En el trayecto ascendente, cruza en el suelo algo que parece un sepulcro labrado que, sin embargo, apenas orada la roca unos centímetros, pero que podría ser una línea divisoria. También se aprecian dos depósitos cuadrangulares excavados en la roca en el suelo. Todo ello nos muestra un espacio habitado, o al menos ocupado, a lo largo de más de 200 m., algo poco habitual si se exceptúan los poblados de las penínsulas.
Al final de la cornisa se encuentra la boca ovalada de una cueva, con un eje noreste-suroeste y con unos 10 m de ancho por algo más de 2 m de altura en la parte interior, con una profundidad de unos 10 m, en que gradualmente va perdiendo altura. A la cueva le da el sol por la mañana y desde ella se ven todas las solapas precedentes.

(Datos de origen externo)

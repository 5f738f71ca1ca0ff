//! Left join of the consolidated disclosures against the operator registry.

use crate::constants::{
    COL_AMOUNT, COL_QUARTER, COL_REGISTRY_ID, COL_YEAR, ENRICHED_COLUMNS, SRC_CATEGORY, SRC_LEGAL_NAME, SRC_REGION,
    SRC_REGISTRY_KEY, SRC_TAX_ID,
};
use crate::error::Result;
use crate::metrics;
use crate::pipeline::table::{self, cell, normalize_column_name, Table};
use std::collections::HashMap;
use std::fmt::Display;
use std::path::Path;
use tracing::{info, instrument};

/// The single place join keys are normalized: string form, trimmed.
/// A numeric `123` and a textual `" 123 "` compare equal.
pub fn normalize_join_key<K: Display + ?Sized>(key: &K) -> String {
    key.to_string().trim().to_string()
}

/// Registry attributes carried into the enriched table, in output order.
const REGISTRY_FIELDS: [&str; 4] = [SRC_TAX_ID, SRC_LEGAL_NAME, SRC_CATEGORY, SRC_REGION];

/// Registry rows indexed by normalized key; the first row for a key wins.
pub struct RegistryIndex<'a> {
    table: &'a Table,
    field_cols: [Option<usize>; 4],
    by_key: HashMap<String, usize>,
}

impl<'a> RegistryIndex<'a> {
    /// `registry` must already have normalized headers.
    pub fn build(registry: &'a Table) -> Result<Self> {
        let key_col = registry.require(SRC_REGISTRY_KEY, "registry")?;
        let mut by_key = HashMap::new();
        for (i, row) in registry.rows.iter().enumerate() {
            by_key.entry(normalize_join_key(cell(row, key_col))).or_insert(i);
        }
        Ok(Self {
            table: registry,
            field_cols: REGISTRY_FIELDS.map(|name| registry.column(name)),
            by_key,
        })
    }

    /// Registry values for `key`; empty strings when unmatched or when the
    /// registry lacks the column.
    pub fn lookup(&self, key: &str) -> [String; 4] {
        let row = self.by_key.get(key).map(|&i| &self.table.rows[i]);
        self.field_cols.map(|col| match (row, col) {
            (Some(row), Some(col)) => cell(row, col).to_string(),
            _ => String::new(),
        })
    }

    pub fn len(&self) -> usize {
        self.by_key.len()
    }

    pub fn is_empty(&self) -> bool {
        self.by_key.is_empty()
    }
}

/// Join `consolidated` (stage output headers) with `registry` (raw headers).
pub fn enrich(consolidated: &Table, registry: &Table) -> Result<Table> {
    let mut consolidated = consolidated.clone();
    consolidated.normalize_headers();
    let mut registry = registry.clone();
    registry.normalize_headers();

    let key_col = consolidated.require(&normalize_column_name(COL_REGISTRY_ID), "consolidated")?;
    let measure_cols = [COL_YEAR, COL_QUARTER, COL_AMOUNT].map(|c| consolidated.column(&normalize_column_name(c)));
    let index = RegistryIndex::build(&registry)?;

    let mut out = Table::new(ENRICHED_COLUMNS);
    let mut matched = 0usize;
    for row in &consolidated.rows {
        let key = normalize_join_key(cell(row, key_col));
        if index.by_key.contains_key(&key) {
            matched += 1;
        }
        let [tax_id, legal_name, category, region] = index.lookup(&key);
        let [year, quarter, amount] = measure_cols.map(|col| col.map(|c| cell(row, c).to_string()).unwrap_or_default());
        out.push_row(vec![key, tax_id, legal_name, category, region, year, quarter, amount]);
    }

    info!(
        "Enriched {} rows, {} matched the registry ({} distinct keys)",
        out.len(),
        matched,
        index.len()
    );
    metrics::rows("enrich", out.len());
    Ok(out)
}

/// File-to-file form of [`enrich`]. The registry is read with the candidate
/// list and any failure is fatal.
#[instrument]
pub fn enrich_files(consolidated: &Path, registry: &Path, output: &Path) -> Result<Table> {
    let consolidated = table::read_stage_csv(consolidated)?;
    let registry = table::read_delimited(registry)?;
    let enriched = enrich(&consolidated, &registry)?;
    table::write_csv(output, &enriched)?;
    Ok(enriched)
}
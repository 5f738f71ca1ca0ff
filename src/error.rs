use std::path::PathBuf;
use thiserror::Error;

#[derive(Error, Debug)]
pub enum PipelineError {
    /// Expected remote structure (folder link, registry file) was not found.
    #[error("Discovery failed: {0}")]
    Discovery(String),

    #[error("Request to {url} failed with status {status}")]
    Network { url: String, status: u16 },

    #[error("HTTP request failed: {0}")]
    Http(#[from] reqwest::Error),

    /// A single tabular file could not be read under any candidate.
    #[error("Unreadable file {path}: {reason}")]
    Format { path: PathBuf, reason: String },

    #[error("Missing required column '{column}' in {table}")]
    Schema { table: String, column: String },

    #[error("CSV error: {0}")]
    Csv(#[from] csv::Error),

    #[error("Archive error: {0}")]
    Zip(#[from] zip::result::ZipError),

    #[error("Spreadsheet error: {0}")]
    Spreadsheet(#[from] calamine::Error),

    #[error("JSON serialization failed: {0}")]
    Json(#[from] serde_json::Error),

    #[error("TOML deserialization failed: {0}")]
    Toml(#[from] toml::de::Error),

    #[error("I/O error: {0}")]
    Io(#[from] std::io::Error),

    #[error("Configuration error: {0}")]
    Config(String),

    #[error("HTTP server error: {0}")]
    Server(#[from] hyper::Error),
}

impl PipelineError {
    pub fn format(path: impl Into<PathBuf>, reason: impl Into<String>) -> Self {
        PipelineError::Format {
            path: path.into(),
            reason: reason.into(),
        }
    }

    pub fn schema(table: impl Into<String>, column: impl Into<String>) -> Self {
        PipelineError::Schema {
            table: table.into(),
            column: column.into(),
        }
    }
}

pub type Result<T> = std::result::Result<T, PipelineError>;
pub mod http_client;
use crate::app::ports::HttpClientPort;
use crate::error::{PipelineError, Result};
use once_cell::sync::Lazy;
use reqwest::Url;
use scraper::{Html, Selector};
use tracing::{debug, instrument};

static ANCHOR: Lazy<Selector> = Lazy::new(|| Selector::parse("a[href]").expect("anchor selector"));

/// An anchor from a directory listing page.
#[derive(Debug, Clone, PartialEq, Eq)]
pub struct Link {
    pub href: String,
    pub text: String,
}

impl Link {
    /// Last path segment of the href, without a trailing slash.
    pub fn file_name(&self) -> &str {
        let trimmed = self.href.trim_end_matches('/');
        trimmed.rsplit('/').next().unwrap_or(trimmed)
    }
}

/// All anchors with an `href`, in document order.
pub fn extract_links(html: &str) -> Vec<Link> {
    let document = Html::parse_document(html);

    document
        .select(&ANCHOR)
        .filter_map(|a| {
            let href = a.value().attr("href")?.trim();
            if href.is_empty() {
                return None;
            }
            Some(Link {
                href: href.to_string(),
                text: a.text().collect::<String>().trim().to_string(),
            })
        })
        .collect()
}

/// Resolve `href` against the listing it came from.
pub fn resolve(base: &str, href: &str) -> Result<String> {
    let base = Url::parse(&as_directory(base))
        .map_err(|e| PipelineError::Discovery(format!("invalid listing URL '{base}': {e}")))?;
    let joined = base
        .join(href)
        .map_err(|e| PipelineError::Discovery(format!("invalid link '{href}': {e}")))?;
    Ok(joined.to_string())
}

/// Listing URLs are directories; without the trailing slash relative links
/// would resolve against the parent.
pub fn as_directory(url: &str) -> String {
    if url.ends_with('/') {
        url.to_string()
    } else {
        format!("{url}/")
    }
}

pub async fn fetch_links(http: &dyn HttpClientPort, url: &str) -> Result<Vec<Link>> {
    let html = http.get_text(url).await?;
    let links = extract_links(&html);
    debug!("{} links on {}", links.len(), url);
    Ok(links)
}

/// Find the sub-folder of `root_url` whose link mentions `folder`.
#[instrument(skip(http))]
pub async fn locate_folder(http: &dyn HttpClientPort, root_url: &str, folder: &str) -> Result<String> {
    let links = fetch_links(http, root_url).await?;
    let link = links
        .iter()
        .find(|l| l.href.contains(folder) || l.text.contains(folder))
        .ok_or_else(|| PipelineError::Discovery(format!("no link to '{folder}' under {root_url}")))?;
    Ok(as_directory(&resolve(root_url, &link.href)?))
}

#[cfg(test)]
mod tests {
    use super::*;

    const LISTING: &str = r#"
        <html><body><pre>
        <a href="?C=N;O=D">Name</a>
        <a href="/FTP/">Parent Directory</a>
        <a href="demonstracoes_contabeis/">demonstracoes_contabeis/</a>
        <a href="operadoras_de_plano_de_saude_ativas/"> operadoras_de_plano_de_saude_ativas/ </a>
        <a>no href</a>
        </pre></body></html>
    "#;

    #[test]
    fn extracts_anchors_in_order() {
        let links = extract_links(LISTING);
        assert_eq!(links.len(), 4);
        assert_eq!(links[2].href, "demonstracoes_contabeis/");
        assert_eq!(links[3].text, "operadoras_de_plano_de_saude_ativas/");
    }

    #[test]
    fn resolves_relative_and_absolute_links() {
        let base = "https://example.org/FTP/PDA";
        assert_eq!(
            resolve(base, "demonstracoes_contabeis/").unwrap(),
            "https://example.org/FTP/PDA/demonstracoes_contabeis/"
        );
        assert_eq!(resolve(base, "/FTP/").unwrap(), "https://example.org/FTP/");
        assert_eq!(
            resolve(base, "https://other.org/a.zip").unwrap(),
            "https://other.org/a.zip"
        );
    }

    #[test]
    fn file_name_is_last_segment() {
        let link = Link {
            href: "2023/1T2023.zip".to_string(),
            text: String::new(),
        };
        assert_eq!(link.file_name(), "1T2023.zip");
        let dir = Link {
            href: "2023/".to_string(),
            text: String::new(),
        };
        assert_eq!(dir.file_name(), "2023");
    }
}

El covacho sería uno más si no tuviera, en la parte superior del acceso, a modo de umbral, una hilera de pinturas de tono rojo algo anaranjado. La superficie es irregular y las pinturas se adaptan a las rugosidades y oquedades. La parte más visible, en la zona más alta de la boca, hacia el noroeste, y a unos 2-2,20 m de altura, mide unos 3 m de longitud y unos 20-25 cm de altura. En el lado derecho, en vertical, también se aprecian restos del mismo color. Se ven diversas formas, con líneas y, tal vez, figuras humanas, en una secuencia abigarrada.
Los especialistas tendrán que analizar las pinturas, seguramente vinculadas con el yacimiento inferior, y pese a que hoy día no se distinguen restos cerámicos o de otro tipo en el interior, podría haberse tratado de un lugar sagrado, tal vez de enterramiento, nunca de habitación. Al situarse en un extremo de un conjunto de abrigos, parece propicia a dichas funciones.

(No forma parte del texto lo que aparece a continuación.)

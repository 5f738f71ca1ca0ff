//! Remote catalog scanner.
//!
//! Walks `<root>/<folder>/<year>/` listings and attributes each archive to a
//! reporting quarter using the two naming schemes the portal has used:
//! the legacy infix (`2011_2_trimestre.zip`, `2009-3tri.zip`) and the modern
//! prefix (`1T2025.zip`).

use crate::apis::listing::{self, Link};
use crate::app::ports::HttpClientPort;
use crate::constants::{ARCHIVE_EXTENSION, RECENT_QUARTERS};
use crate::error::Result;
use crate::types::{CatalogEntry, Period, Quarter};
use once_cell::sync::Lazy;
use regex::Regex;
use tracing::{debug, info, instrument};

static LEGACY_QUARTER: Lazy<Regex> = Lazy::new(|| Regex::new(r"([1-4])\s*[_-]?\s*tri").expect("legacy quarter regex"));
static MODERN_QUARTER: Lazy<Regex> = Lazy::new(|| Regex::new(r"([1-4])\s*t\s*\d{4}").expect("modern quarter regex"));

/// Quarter encoded in an archive name, legacy scheme first.
pub fn classify_archive(name: &str) -> Option<Quarter> {
    let lower = name.to_lowercase();
    let caps = LEGACY_QUARTER
        .captures(&lower)
        .or_else(|| MODERN_QUARTER.captures(&lower))?;
    caps.get(1)?.as_str().parse().ok().and_then(Quarter::new)
}

/// Year sub-folders of the disclosure folder, ascending.
pub fn year_folders(links: &[Link]) -> Vec<(i32, &Link)> {
    let mut years: Vec<(i32, &Link)> = links
        .iter()
        .filter_map(|link| {
            let name = link.file_name();
            if name.len() == 4 && name.chars().all(|c| c.is_ascii_digit()) {
                name.parse().ok().map(|year| (year, link))
            } else {
                None
            }
        })
        .collect();
    years.sort_by_key(|(year, _)| *year);
    years
}

/// Keep every entry whose period is among the `count` most recent distinct
/// periods. Output is ordered by period, ties in input order.
pub fn select_recent(mut entries: Vec<CatalogEntry>, count: usize) -> Vec<CatalogEntry> {
    entries.sort_by_key(CatalogEntry::period);

    let mut periods: Vec<Period> = Vec::new();
    for entry in &entries {
        let period = entry.period();
        if !periods.contains(&period) {
            periods.push(period);
        }
    }
    let keep = &periods[periods.len().saturating_sub(count)..];

    entries
        .into_iter()
        .filter(|e| keep.contains(&e.period()))
        .collect()
}

async fn archives_for_year(http: &dyn HttpClientPort, year_url: &str, year: i32) -> Result<Vec<CatalogEntry>> {
    let links = listing::fetch_links(http, year_url).await?;
    let mut entries = Vec::new();

    for link in &links {
        if !link.href.to_lowercase().ends_with(ARCHIVE_EXTENSION) {
            continue;
        }
        match classify_archive(link.file_name()) {
            Some(quarter) => entries.push(CatalogEntry {
                year,
                quarter,
                remote_url: listing::resolve(year_url, &link.href)?,
            }),
            None => debug!("Skipping non-quarterly archive {}", link.href),
        }
    }
    Ok(entries)
}

/// Discover the archives of the most recent reporting quarters.
///
/// An empty result means nothing matched; callers treat it as fatal.
#[instrument(skip(http))]
pub async fn scan_catalog(http: &dyn HttpClientPort, root_url: &str, folder: &str) -> Result<Vec<CatalogEntry>> {
    let folder_url = listing::locate_folder(http, root_url, folder).await?;
    let folder_links = listing::fetch_links(http, &folder_url).await?;
    let years = year_folders(&folder_links);
    info!("Found {} year folders under {}", years.len(), folder_url);

    let mut all = Vec::new();
    for (year, link) in years {
        let year_url = listing::as_directory(&listing::resolve(&folder_url, &link.href)?);
        all.extend(archives_for_year(http, &year_url, year).await?);
    }

    let selected = select_recent(all, RECENT_QUARTERS);
    info!("Selected {} archives from the {} most recent quarters", selected.len(), RECENT_QUARTERS);
    Ok(selected)
}

#[cfg(test)]
mod tests {
    use super::*;

    fn entry(year: i32, quarter: u8, url: &str) -> CatalogEntry {
        CatalogEntry {
            year,
            quarter: Quarter::new(quarter).unwrap(),
            remote_url: url.to_string(),
        }
    }

    #[test]
    fn classifies_legacy_names() {
        assert_eq!(classify_archive("2009_1_trimestre.zip").map(Quarter::get), Some(1));
        assert_eq!(classify_archive("2011-2-tri.zip").map(Quarter::get), Some(2));
        assert_eq!(classify_archive("3tri_2010.zip").map(Quarter::get), Some(3));
        assert_eq!(classify_archive("2023_4_TRIMESTRE.ZIP").map(Quarter::get), Some(4));
    }

    #[test]
    fn classifies_modern_names() {
        assert_eq!(classify_archive("1T2025.zip").map(Quarter::get), Some(1));
        assert_eq!(classify_archive("20130416_2t2012.zip").map(Quarter::get), Some(2));
    }

    #[test]
    fn unrelated_archives_are_unclassified() {
        assert_eq!(classify_archive("dicionario_de_dados.zip"), None);
        assert_eq!(classify_archive("5T2025.zip"), None);
    }

    #[test]
    fn year_folders_are_four_digit_and_sorted() {
        let links: Vec<Link> = ["2021/", "../", "2019/", "leiame.txt", "12345/", "/FTP/PDA/demonstracoes_contabeis/2020/"]
            .iter()
            .map(|h| Link {
                href: h.to_string(),
                text: h.to_string(),
            })
            .collect();
        let years: Vec<i32> = year_folders(&links).into_iter().map(|(y, _)| y).collect();
        assert_eq!(years, vec![2019, 2020, 2021]);
    }

    #[test]
    fn selects_last_three_distinct_periods() {
        let mut entries = Vec::new();
        for year in 2020..=2023 {
            for q in 1..=4 {
                entries.push(entry(year, q, &format!("{q}T{year}.zip")));
            }
        }
        let selected = select_recent(entries, 3);
        let urls: Vec<&str> = selected.iter().map(|e| e.remote_url.as_str()).collect();
        assert_eq!(urls, vec!["2T2023.zip", "3T2023.zip", "4T2023.zip"]);
    }

    #[test]
    fn keeps_every_file_of_a_selected_quarter() {
        let entries = vec![
            entry(2023, 4, "b.zip"),
            entry(2023, 1, "old.zip"),
            entry(2023, 3, "c.zip"),
            entry(2023, 4, "a.zip"),
            entry(2023, 2, "d.zip"),
        ];
        let selected = select_recent(entries, 3);
        let urls: Vec<&str> = selected.iter().map(|e| e.remote_url.as_str()).collect();
        assert_eq!(urls, vec!["d.zip", "c.zip", "b.zip", "a.zip"]);
    }

    #[test]
    fn empty_catalog_selects_nothing() {
        assert!(select_recent(Vec::new(), 3).is_empty());
    }
}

La ubicación de las pinturas es excepcional, lo que añade mayor interés a esta cueva. Tan solo hay una referencia paralela (al menos en su situación) en la cueva de la Nogaleda, donde en el arco natural de la entrada a una galería interior también presenta pinturas. Esta cueva parece haber tenido función funeraria, por lo que parece haber cierto paralelismo.
En todo caso, sirvan estas líneas para dar a conocer una cueva con pinturas que no aparece en la literatura científica y que por sus peculiaridades es excepcional en el cañón del Duratón. La investigación arqueológica en la cueva y en su entorno, podrá resolver los enigmas que plantea y, tal vez, aportará unos datos que mejoren el conocimiento de las pinturas esquemáticas en el cañón. Sea con fuere, siempre habrá merecido la pena el paseo por tan excepcional y asombroso lugar.